Celui-ci continue donc, en parallèle, à payer ses factures d'électricité, mais à terme, sa ferme sera autosuffisante et il devrait même pouvoir revendre 50% de l'électricité produite.

La chaleur est, elle, déjà réutilisée pour alimenter les machines de la ferme, le chauffage de la laiterie ou de la maison d'habitation de cette exploitation comptant 65 vaches laitières et 200 hectares de cultures, qu'Aymeric Sauce et son frère ont reprise après le départ à la retraite de leurs parents.

- "Revenu complémentaire" -

Si une journée portes-ouvertes de son installation de micro-méthanisation ne l'avait pas retenu dans la Meuse, Aymeric Sauce serait "à Paris", avec les Jeunes Agriculteurs. La semaine dernière, il participait aux blocages de l'autoroute A4.

Stéphane Dugravot, 50 ans, éleveur laitier dans les Vosges, a aussi manqué le rendez-vous donné par les syndicats d'agriculteurs à Epinal pour venir découvrir l'installation. Il trouve la démarche "intéressante pour tout le monde, parce qu'on valorise nos effluents d'élevage, on produit de l'électricité, c'est un revenu complémentaire pour l'exploitant".
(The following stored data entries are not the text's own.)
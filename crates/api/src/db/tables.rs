//! Compile-time–checked column identifiers for all tables.

use sea_query::Iden;

#[derive(Iden)]
pub enum Users {
    Table,
    Id,
    Nickname,
    Email,
    PasswordHash,
    PasswordSalt,
    ApiKeyHash,
    CreatedAt,
}

#[derive(Iden)]
pub enum RefreshTokens {
    Table,
    Id,
    UserId,
    TokenHash,
    ExpiresAt,
    CreatedAt,
}

#[derive(Iden)]
pub enum Courses {
    Table,
    Id,
    UserId,
    Name,
    Description,
    CreatedAt,
    UpdatedAt,
}

#[derive(Iden)]
pub enum Materials {
    Table,
    Id,
    UserId,
    CourseId,
    FileName,
    MimeType,
    SizeBytes,
    StoragePath,
    Tags,
    AiStatus,
    AiFileName,
    AiFileUri,
    AiFileExpiresAt,
    CreatedAt,
}

#[derive(Iden)]
pub enum Lessons {
    Table,
    Id,
    UserId,
    CourseId,
    Title,
    LessonType,
    Topics,
    Messages,
    CreatedAt,
    UpdatedAt,
}

#[derive(Iden)]
pub enum Flashcards {
    Table,
    Id,
    UserId,
    CourseId,
    Concept,
    Definition,
    Topic,
    Difficulty,
    CreatedAt,
}
use anyhow::{Context, Result};
use dialoguer::{Input, Password};

use studyhall_api::{AuthRegisterRequest, AuthTokenResponse, LoginRequest, RefreshRequest};

use crate::config::{AuthConfig, client, load_config, save_config};

fn prompt_email(email: Option<String>) -> Result<String> {
    match email {
        Some(e) => Ok(e),
        None => Ok(Input::<String>::new().with_prompt("Email").interact_text()?),
    }
}

fn store_tokens(tokens: AuthTokenResponse) -> Result<()> {
    let mut config = load_config()?;
    config.auth = AuthConfig {
        access_token: tokens.access_token,
        refresh_token: tokens.refresh_token,
        nickname: tokens.nickname,
        ..config.auth
    };
    save_config(&config)
}

pub async fn run_login(email: Option<String>) -> Result<()> {
    let email = prompt_email(email)?;
    let password = Password::new().with_prompt("Password").interact()?;
    let config = load_config()?;
    let tokens = client(&config)?
        .login(&LoginRequest { email, password })
        .await
        .context("login failed")?;
    println!("Logged in as {}", tokens.nickname);
    store_tokens(tokens)
}

pub async fn run_register(email: Option<String>, nickname: Option<String>) -> Result<()> {
    let email = prompt_email(email)?;
    let nickname = match nickname {
        Some(n) => n,
        None => Input::<String>::new().with_prompt("Nickname").interact_text()?,
    };
    let password = Password::new()
        .with_prompt("Password")
        .with_confirmation("Repeat password", "Passwords do not match")
        .interact()?;
    let config = load_config()?;
    let tokens = client(&config)?
        .register(&AuthRegisterRequest {
            email,
            password,
            nickname,
        })
        .await
        .context("registration failed")?;
    println!("Registered and logged in as {}", tokens.nickname);
    store_tokens(tokens)
}

/// Swap the stored refresh token for a new token pair.
pub async fn run_refresh() -> Result<()> {
    let config = load_config()?;
    if config.auth.refresh_token.is_empty() {
        anyhow::bail!("not logged in (run `studyhall login`)");
    }
    let tokens = client(&config)?
        .refresh(&RefreshRequest {
            refresh_token: config.auth.refresh_token.clone(),
        })
        .await
        .context("session expired, log in again")?;
    store_tokens(tokens)?;
    println!("Session refreshed.");
    Ok(())
}

pub async fn run_whoami() -> Result<()> {
    let config = load_config()?;
    let me = client(&config)?.me().await?;
    println!("{} <{}>", me.nickname, me.email);
    Ok(())
}

pub fn run_logout() -> Result<()> {
    let mut config = load_config()?;
    config.auth = AuthConfig::default();
    save_config(&config)?;
    println!("Logged out.");
    Ok(())
}
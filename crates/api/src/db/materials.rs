//! Material query builders.
//!
//! `tags` is stored as a JSON array of strings.

use sea_query::{Expr, Order, Query, SqliteQueryBuilder};

use super::Built;
use super::tables::Materials;
use crate::AiFileStatus;

/// Column order must match `material_from_row()`.
fn material_select() -> sea_query::SelectStatement {
    Query::select()
        .columns([
            Materials::Id,
            Materials::CourseId,
            Materials::FileName,
            Materials::MimeType,
            Materials::SizeBytes,
            Materials::Tags,
            Materials::AiStatus,
            Materials::AiFileUri,
            Materials::AiFileExpiresAt,
            Materials::CreatedAt,
            Materials::StoragePath,
        ])
        .from(Materials::Table)
        .to_owned()
}

/// Parameters for inserting a material.
pub struct InsertParams<'a> {
    pub id: &'a str,
    pub user_id: &'a str,
    pub course_id: &'a str,
    pub file_name: &'a str,
    pub mime_type: &'a str,
    pub size_bytes: i64,
    pub storage_path: &'a str,
    pub tags_json: &'a str,
}

pub fn insert(p: &InsertParams<'_>) -> Built {
    Query::insert()
        .into_table(Materials::Table)
        .columns([
            Materials::Id,
            Materials::UserId,
            Materials::CourseId,
            Materials::FileName,
            Materials::MimeType,
            Materials::SizeBytes,
            Materials::StoragePath,
            Materials::Tags,
        ])
        .values_panic([
            p.id.into(),
            p.user_id.into(),
            p.course_id.into(),
            p.file_name.into(),
            p.mime_type.into(),
            p.size_bytes.into(),
            p.storage_path.into(),
            p.tags_json.into(),
        ])
        .build(SqliteQueryBuilder)
}

pub fn list_by_course(user_id: &str, course_id: &str) -> Built {
    material_select()
        .and_where(Expr::col(Materials::UserId).eq(user_id))
        .and_where(Expr::col(Materials::CourseId).eq(course_id))
        .order_by(Materials::CreatedAt, Order::Asc)
        .build(SqliteQueryBuilder)
}

/// Every material the user owns, across courses.
pub fn list_by_user(user_id: &str) -> Built {
    material_select()
        .and_where(Expr::col(Materials::UserId).eq(user_id))
        .order_by(Materials::CreatedAt, Order::Asc)
        .build(SqliteQueryBuilder)
}

pub fn get(user_id: &str, id: &str) -> Built {
    material_select()
        .and_where(Expr::col(Materials::UserId).eq(user_id))
        .and_where(Expr::col(Materials::Id).eq(id))
        .build(SqliteQueryBuilder)
}

pub fn update_tags(user_id: &str, id: &str, tags_json: &str) -> Built {
    Query::update()
        .table(Materials::Table)
        .value(Materials::Tags, tags_json)
        .and_where(Expr::col(Materials::UserId).eq(user_id))
        .and_where(Expr::col(Materials::Id).eq(id))
        .build(SqliteQueryBuilder)
}

/// Cache the vendor file handle after a successful upload.
pub fn set_remote_file(
    user_id: &str,
    id: &str,
    ai_file_name: &str,
    ai_file_uri: &str,
    expires_at: Option<&str>,
) -> Built {
    Query::update()
        .table(Materials::Table)
        .value(Materials::AiStatus, AiFileStatus::Ready.as_str())
        .value(Materials::AiFileName, ai_file_name)
        .value(Materials::AiFileUri, ai_file_uri)
        .value(Materials::AiFileExpiresAt, expires_at.map(|s| s.to_string()))
        .and_where(Expr::col(Materials::UserId).eq(user_id))
        .and_where(Expr::col(Materials::Id).eq(id))
        .build(SqliteQueryBuilder)
}

/// Set status only (inline / failed). The cached handle is left alone so a
/// transient failure does not discard a still-valid upload.
pub fn set_ai_status(user_id: &str, id: &str, status: AiFileStatus) -> Built {
    Query::update()
        .table(Materials::Table)
        .value(Materials::AiStatus, status.as_str())
        .and_where(Expr::col(Materials::UserId).eq(user_id))
        .and_where(Expr::col(Materials::Id).eq(id))
        .build(SqliteQueryBuilder)
}

pub fn delete(user_id: &str, id: &str) -> Built {
    Query::delete()
        .from_table(Materials::Table)
        .and_where(Expr::col(Materials::UserId).eq(user_id))
        .and_where(Expr::col(Materials::Id).eq(id))
        .build(SqliteQueryBuilder)
}

/// Storage paths of a course's materials (object cleanup before course delete).
pub fn storage_paths_by_course(user_id: &str, course_id: &str) -> Built {
    Query::select()
        .column(Materials::StoragePath)
        .from(Materials::Table)
        .and_where(Expr::col(Materials::UserId).eq(user_id))
        .and_where(Expr::col(Materials::CourseId).eq(course_id))
        .build(SqliteQueryBuilder)
}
Toutefois, "notre métier, c'est de produire de la nourriture", souligne-t-il: pas question que l'installation remplace le travail de tous les jours. "Il ne faut pas tout miser sur ça pour un exploitant agricole, on est là pour entretenir l'espace, produire de la nourriture saine pour le peuple français, mais après, on diversifie si on peut", insiste M. Dugravot.

L'investissement n'est toutefois pas à la portée de tous les exploitants: Aymeric Sauce et son frère ont déboursé 300.000 euros, "sans aucune aide" ou subvention de l'Etat, selon eux. Pour l'heure, le méthaniseur permet uniquement de "financer la mise aux normes" de l'exploitation.

- Plus vert -

Mettre en place une telle solution permet aussi d'être plus en phase avec les enjeux du réchauffement climatique, estime M. Dugravot: "Sans micro-méthanisation, chez moi, je produis du lisier, du fumier, je l'épands directement mais il y a une perte du méthane qui repart dans l'atmosphère".

Et autre point important pour lui, ici "on reste à la dimension de l'exploitation".

De nombreux méthaniseurs à grande échelle ont vu le jour, notamment dans la Meuse ou dans les Vosges: "Mais cultiver du maïs pour le donner au méthaniseur, je ne vois pas l'intérêt", estime M. Sauce. Lui donne son maïs "à manger aux vaches", donc tout ça termine dans le méthaniseur "sans transport, sans rien".

Le lisier méthanisé, qui forme un "digestat", donne aussi un engrais plus naturel, assure Sigrid Farvacque, responsable commerciale chez Biolectric, qui commercialise ces micro-méthaniseurs.

On peut aussi capter dans le digesteur "jusqu'à 90% des émissions de méthane qui sinon se seraient évaporées dans la nature", insiste-t-elle.

A terme, la revente de l'électricité permettra à l'exploitant de diversifier ses sources de revenus. "On espère avoir assuré la pérennité de l'entreprise", estime Aymeric Sauce, qui reste néanmoins prudent.